> **WORK INSTRUCTION**
Starting at the line that contains "near > target", transcribe each line exactly through the last line of the data. Include nothing else.

___ RAW DATA

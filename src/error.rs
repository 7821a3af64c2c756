//! Errors raised by the cloud layouter.

/// Everything that can go wrong while placing rectangles.
///
/// A failed call never leaves partial state behind: the layout is exactly
/// what it was before the call.
#[derive(Debug, thiserror::Error)]
pub enum LayoutError {
    #[error("rectangle size must be positive, got {width}x{height}")]
    InvalidSize { width: i32, height: i32 },

    #[error("no free position for a {width}x{height} rectangle after {iterations} spiral steps")]
    PlacementTimeout {
        width: i32,
        height: i32,
        iterations: u32,
    },

    #[error("invalid layout option `{option}`: {reason}")]
    InvalidConfig {
        option: &'static str,
        reason: String,
    },

    #[error("malformed input: {0}")]
    MalformedInput(#[from] serde_json::Error),
}

impl LayoutError {
    /// Short machine-readable name, used in JSON error output.
    pub fn kind(&self) -> &'static str {
        match self {
            LayoutError::InvalidSize { .. } => "invalid_input",
            LayoutError::PlacementTimeout { .. } => "placement_timeout",
            LayoutError::InvalidConfig { .. } => "invalid_config",
            LayoutError::MalformedInput(_) => "malformed_input",
        }
    }
}

pub type Result<T> = std::result::Result<T, LayoutError>;
// Circular cloud layouter.
//
// Places rectangles of caller-supplied sizes around a fixed center so that
// none overlap, keeping the enclosing circle small.
//
// Goals:
// - Deterministic: same sizes + same config => same layout
// - Append-only: a placed rectangle never moves again
// - No overlap under one inclusive edge policy, everywhere
//
// Submodules:
// - intersection: overlap tests against the placed set
// - spatial_grid: optional hash grid behind the placed set
// - circumcircle: running max distance from center to any corner
// - spiral: outward spiral search for a first free position
// - compaction: inward search + greedy axis tightening
// - cloud: the layouter facade tying it all together

use serde::{Deserialize, Serialize};
use std::f64::consts::PI;

use crate::error::{LayoutError, Result};

mod circumcircle;
mod cloud;
mod compaction;
mod intersection;
mod spatial_grid;
mod spiral;

pub use circumcircle::{corner_radius, CircumcircleTracker};
pub use cloud::CircularCloudLayouter;
pub use compaction::{compact, seek_better_place, tighten_cloud_region};
pub use intersection::{intersects_any, PlacedSet};
pub use spiral::{find_place, SpiralPlacement};

#[derive(Debug, Copy, Clone, PartialEq, Eq, Hash, Default, Serialize, Deserialize)]
pub struct PointI {
    pub x: i32,
    pub y: i32,
}

#[derive(Debug, Copy, Clone, PartialEq, Eq, Serialize, Deserialize)]
pub struct SizeI {
    pub w: i32,
    pub h: i32,
}

#[derive(Debug, Copy, Clone, PartialEq, Eq, Hash, Serialize, Deserialize)]
pub struct RectI {
    pub x: i32,
    pub y: i32,
    pub w: i32,
    pub h: i32,
}

impl RectI {
    pub fn at(pos: PointI, size: SizeI) -> Self {
        Self { x: pos.x, y: pos.y, w: size.w, h: size.h }
    }

    pub fn left(&self) -> i32 { self.x }
    pub fn right(&self) -> i32 { self.x + self.w }
    pub fn top(&self) -> i32 { self.y }
    pub fn bottom(&self) -> i32 { self.y + self.h }

    pub fn size(&self) -> SizeI {
        SizeI { w: self.w, h: self.h }
    }

    /// Integer center, rounded toward the top-left.
    pub fn center(&self) -> PointI {
        PointI { x: self.x + self.w / 2, y: self.y + self.h / 2 }
    }

    pub fn area(&self) -> i64 {
        i64::from(self.w) * i64::from(self.h)
    }

    pub fn translate(&self, dx: i32, dy: i32) -> RectI {
        RectI { x: self.x + dx, y: self.y + dy, ..*self }
    }

    /// Top-left, top-right, bottom-left, bottom-right.
    pub fn corners(&self) -> [PointI; 4] {
        [
            PointI { x: self.left(), y: self.top() },
            PointI { x: self.right(), y: self.top() },
            PointI { x: self.left(), y: self.bottom() },
            PointI { x: self.right(), y: self.bottom() },
        ]
    }

    /// Closed-region overlap test. Rectangles that only touch along an edge
    /// or a corner count as intersecting, so placed rectangles always keep
    /// at least one unit between them.
    pub fn intersects(&self, other: &RectI) -> bool {
        self.left() <= other.right()
            && other.left() <= self.right()
            && self.top() <= other.bottom()
            && other.top() <= self.bottom()
    }

    pub fn union(&self, other: &RectI) -> RectI {
        let x0 = self.x.min(other.x);
        let y0 = self.y.min(other.y);
        let x1 = self.right().max(other.right());
        let y1 = self.bottom().max(other.bottom());
        RectI { x: x0, y: y0, w: x1 - x0, h: y1 - y0 }
    }
}

#[derive(Debug, Clone, PartialEq, Serialize, Deserialize)]
#[serde(default)]
pub struct LayoutConfig {
    /// Pull each new rectangle toward the center after the spiral found it.
    pub compact: bool,
    /// Run the inward spiral search before tightening. Ignored unless `compact`.
    pub seek_better_place: bool,
    /// Angle added per step of the outward spiral (radians).
    pub spiral_angle_step: f64,
    /// Spiral radius per radian of accumulated angle.
    pub spiral_step: f64,
    /// Angle added per step of the inward search (radians).
    pub seek_angle_step: f64,
    /// Number of samples the inward search takes on its way to the center.
    pub seek_steps: u32,
    /// Give up with `PlacementTimeout` after this many spiral steps.
    pub max_spiral_iterations: Option<u32>,
    /// Cell size of the spatial hash behind overlap checks. `None` scans linearly.
    pub index_cell_size: Option<i32>,
}

impl Default for LayoutConfig {
    fn default() -> Self {
        Self {
            compact: true,
            seek_better_place: true,
            spiral_angle_step: PI / 25.0,
            spiral_step: 1.0,
            seek_angle_step: PI / 10.0,
            seek_steps: 40,
            max_spiral_iterations: Some(1_000_000),
            index_cell_size: None,
        }
    }
}

impl LayoutConfig {
    pub fn validate(&self) -> Result<()> {
        positive("spiral_angle_step", self.spiral_angle_step)?;
        positive("spiral_step", self.spiral_step)?;
        positive("seek_angle_step", self.seek_angle_step)?;
        if self.seek_steps == 0 {
            return Err(LayoutError::InvalidConfig {
                option: "seek_steps",
                reason: "must be at least 1".to_string(),
            });
        }
        if let Some(cell) = self.index_cell_size {
            if cell <= 0 {
                return Err(LayoutError::InvalidConfig {
                    option: "index_cell_size",
                    reason: format!("must be positive, got {}", cell),
                });
            }
        }
        Ok(())
    }
}

fn positive(option: &'static str, value: f64) -> Result<()> {
    if value.is_finite() && value > 0.0 {
        Ok(())
    } else {
        Err(LayoutError::InvalidConfig {
            option,
            reason: format!("must be a positive finite number, got {}", value),
        })
    }
}
// Compaction of a freshly placed rectangle.
//
// Two stages, both working against the already placed set only:
// 1. seek_better_place: sample a short inward spiral from the rectangle's
//    current distance toward the center, keep the free sample with the
//    smallest corner radius (optional).
// 2. tighten_cloud_region: slide the rectangle one unit at a time toward the
//    center, Y axis then X axis, until a full pass moves nothing.
//
// Neither stage ever increases the rectangle's corner radius.

use super::circumcircle::corner_radius;
use super::intersection::PlacedSet;
use super::spiral::polar_offset;
use super::{LayoutConfig, PointI, RectI};

pub fn compact(
    rect: RectI,
    center: PointI,
    circumradius: f64,
    placed: &PlacedSet,
    cfg: &LayoutConfig,
) -> RectI {
    let rect = if cfg.seek_better_place {
        seek_better_place(rect, center, circumradius, placed, cfg)
    } else {
        rect
    };
    tighten_cloud_region(rect, center, placed)
}

/// Inward spiral search bounded by `circumradius`.
///
/// The sweep starts at the rectangle's current angle and distance (capped at
/// `circumradius`) and shrinks the radius linearly to zero over
/// `cfg.seek_steps` samples, turning by `cfg.seek_angle_step` each time.
pub fn seek_better_place(
    rect: RectI,
    center: PointI,
    circumradius: f64,
    placed: &PlacedSet,
    cfg: &LayoutConfig,
) -> RectI {
    let size = rect.size();
    let origin = PointI { x: center.x - size.w / 2, y: center.y - size.h / 2 };
    let own = rect.center();
    let dx = f64::from(own.x - center.x);
    let dy = f64::from(own.y - center.y);
    let start_radius = dx.hypot(dy).min(circumradius);
    let start_angle = dy.atan2(dx);

    let mut best = rect;
    let mut best_radius = corner_radius(center, &rect);
    let steps = f64::from(cfg.seek_steps);

    for k in 1..=cfg.seek_steps {
        let k = f64::from(k);
        let radius = start_radius * (1.0 - k / steps);
        let angle = start_angle + k * cfg.seek_angle_step;
        let candidate = RectI::at(polar_offset(origin, radius, angle), size);
        let r = corner_radius(center, &candidate);
        if r < best_radius && !placed.intersects_any(&candidate) {
            best = candidate;
            best_radius = r;
        }
    }

    best
}

#[derive(Debug, Clone, Copy)]
enum Axis {
    X,
    Y,
}

/// Greedy axis-aligned pull toward the center, iterated to a fixpoint.
pub fn tighten_cloud_region(rect: RectI, center: PointI, placed: &PlacedSet) -> RectI {
    let mut rect = rect;
    let mut passes = 0_u32;
    loop {
        let before = rect;
        rect = pull(rect, center, placed, Axis::Y);
        rect = pull(rect, center, placed, Axis::X);
        passes += 1;
        if rect == before {
            break;
        }
    }
    tracing::trace!(passes, x = rect.x, y = rect.y, "tightening converged");
    rect
}

/// Move `rect` toward the center along one axis while it stays free.
///
/// Stops once the leading edge reaches the center line, so a rectangle
/// never crosses over to the other side. A rectangle already straddling the
/// center line does not move on that axis.
fn pull(rect: RectI, center: PointI, placed: &PlacedSet, axis: Axis) -> RectI {
    let (own, target) = match axis {
        Axis::X => (rect.center().x, center.x),
        Axis::Y => (rect.center().y, center.y),
    };
    let dir = if own > target { -1 } else { 1 };

    let can_advance = |r: &RectI| {
        let (near, far) = match axis {
            Axis::X => (r.left(), r.right()),
            Axis::Y => (r.top(), r.bottom()),
        };
        if dir < 0 { near > target } else { far < target }
    };

    let mut rect = rect;
    while can_advance(&rect) {
        let next = match axis {
            Axis::X => rect.translate(dir, 0),
            Axis::Y => rect.translate(0, dir),
        };
        if placed.intersects_any(&next) {
            break;
        }
        rect = next;
    }
    rect
}
//! Circular tag cloud layout.
//!
//! Rectangles are placed one by one around a fixed center: an outward spiral
//! finds a first free spot, then compaction pulls the rectangle back toward
//! the center. Placement is greedy and append-only.

pub mod error;
pub mod layout;
pub mod output;
pub mod tags;
mod wasm;

pub use error::{LayoutError, Result};
pub use layout::{CircularCloudLayouter, LayoutConfig, PointI, RectI, SizeI};
pub use tags::{layout_tags, FontSizeMapper, SizeProvider, TagPlacement};
pub use wasm::{layout_rectangles, CloudLayout};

______

> **ANSWER TO THIS TASK**
        if dir < 0 { near > target } else { far < target }
    };

    let mut rect = rect;
    while can_advance(&rect) {
        let next = match axis {
            Axis::X => rect.translate(dir, 0),
            Axis::Y => rect.translate(0, dir),
        };
        if placed.intersects_any(&next) {
            break;
        }
        rect = next;
    }
    rect
}
//! Circular tag cloud layout.
//!
//! Rectangles are placed one by one around a fixed center: an outward spiral
//! finds a first free spot, then compaction pulls the rectangle back toward
//! the center. Placement is greedy and append-only.

pub mod error;
pub mod layout;
pub mod output;
pub mod tags;
mod wasm;

pub use error::{LayoutError, Result};
pub use layout::{CircularCloudLayouter, LayoutConfig, PointI, RectI, SizeI};
pub use tags::{layout_tags, FontSizeMapper, SizeProvider, TagPlacement};
pub use wasm::{layout_rectangles, CloudLayout};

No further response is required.